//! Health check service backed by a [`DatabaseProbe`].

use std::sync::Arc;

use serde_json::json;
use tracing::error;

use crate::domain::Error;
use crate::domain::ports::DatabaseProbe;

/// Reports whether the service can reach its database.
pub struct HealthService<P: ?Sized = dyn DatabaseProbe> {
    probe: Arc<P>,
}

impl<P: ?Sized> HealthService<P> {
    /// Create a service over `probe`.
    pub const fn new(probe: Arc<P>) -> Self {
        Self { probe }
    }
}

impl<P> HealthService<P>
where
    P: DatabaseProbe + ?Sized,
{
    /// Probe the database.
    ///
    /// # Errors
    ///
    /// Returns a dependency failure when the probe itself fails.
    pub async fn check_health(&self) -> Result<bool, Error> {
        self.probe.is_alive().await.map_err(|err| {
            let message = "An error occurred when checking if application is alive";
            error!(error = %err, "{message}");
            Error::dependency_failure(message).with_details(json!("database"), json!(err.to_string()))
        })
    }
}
● ● ● ● ●
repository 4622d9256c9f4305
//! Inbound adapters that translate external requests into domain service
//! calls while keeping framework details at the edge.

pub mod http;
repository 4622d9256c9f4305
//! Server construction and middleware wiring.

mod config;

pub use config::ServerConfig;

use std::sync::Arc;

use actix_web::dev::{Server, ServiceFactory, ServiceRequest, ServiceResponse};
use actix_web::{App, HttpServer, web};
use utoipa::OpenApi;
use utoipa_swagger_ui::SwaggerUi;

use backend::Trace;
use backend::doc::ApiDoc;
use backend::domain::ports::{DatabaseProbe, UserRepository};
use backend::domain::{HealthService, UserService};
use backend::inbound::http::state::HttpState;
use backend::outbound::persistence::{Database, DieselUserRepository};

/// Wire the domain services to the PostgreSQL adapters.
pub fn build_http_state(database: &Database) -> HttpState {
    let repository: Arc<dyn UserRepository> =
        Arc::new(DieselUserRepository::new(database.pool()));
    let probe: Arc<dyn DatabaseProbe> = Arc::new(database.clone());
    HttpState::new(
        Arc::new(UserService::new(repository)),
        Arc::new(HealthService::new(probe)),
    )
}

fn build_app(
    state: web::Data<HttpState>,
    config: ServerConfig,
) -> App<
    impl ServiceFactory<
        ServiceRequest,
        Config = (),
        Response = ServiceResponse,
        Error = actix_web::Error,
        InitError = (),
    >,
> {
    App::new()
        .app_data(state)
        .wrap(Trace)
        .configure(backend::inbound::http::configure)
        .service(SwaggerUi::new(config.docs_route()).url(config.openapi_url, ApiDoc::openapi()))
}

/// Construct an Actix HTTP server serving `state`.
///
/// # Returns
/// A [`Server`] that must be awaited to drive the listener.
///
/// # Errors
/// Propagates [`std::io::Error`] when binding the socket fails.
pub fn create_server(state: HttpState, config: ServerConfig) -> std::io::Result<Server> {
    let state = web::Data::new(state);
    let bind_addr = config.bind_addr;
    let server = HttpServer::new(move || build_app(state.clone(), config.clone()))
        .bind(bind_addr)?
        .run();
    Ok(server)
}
● ● ● ● ●
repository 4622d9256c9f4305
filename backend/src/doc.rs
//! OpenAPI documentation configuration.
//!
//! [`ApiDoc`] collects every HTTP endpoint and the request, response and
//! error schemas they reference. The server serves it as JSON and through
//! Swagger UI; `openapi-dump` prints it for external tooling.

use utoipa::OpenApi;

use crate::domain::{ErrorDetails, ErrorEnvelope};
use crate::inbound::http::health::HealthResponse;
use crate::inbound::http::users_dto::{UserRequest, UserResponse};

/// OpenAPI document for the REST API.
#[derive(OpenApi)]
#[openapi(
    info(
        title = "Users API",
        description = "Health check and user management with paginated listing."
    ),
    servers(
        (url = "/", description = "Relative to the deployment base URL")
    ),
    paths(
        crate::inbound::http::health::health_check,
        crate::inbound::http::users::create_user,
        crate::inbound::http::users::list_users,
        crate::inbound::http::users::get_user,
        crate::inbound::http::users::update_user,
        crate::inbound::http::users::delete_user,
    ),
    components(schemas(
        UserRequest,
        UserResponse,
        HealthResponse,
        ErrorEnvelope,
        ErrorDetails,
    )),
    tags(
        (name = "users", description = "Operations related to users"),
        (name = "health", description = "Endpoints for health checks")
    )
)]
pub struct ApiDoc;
● ● ● ● ●
*PROBLEM TO SOLVE*: Only a number should be returned: the count of lines above that include "ErrorDetails".

*YOUR RESPONSE*: 2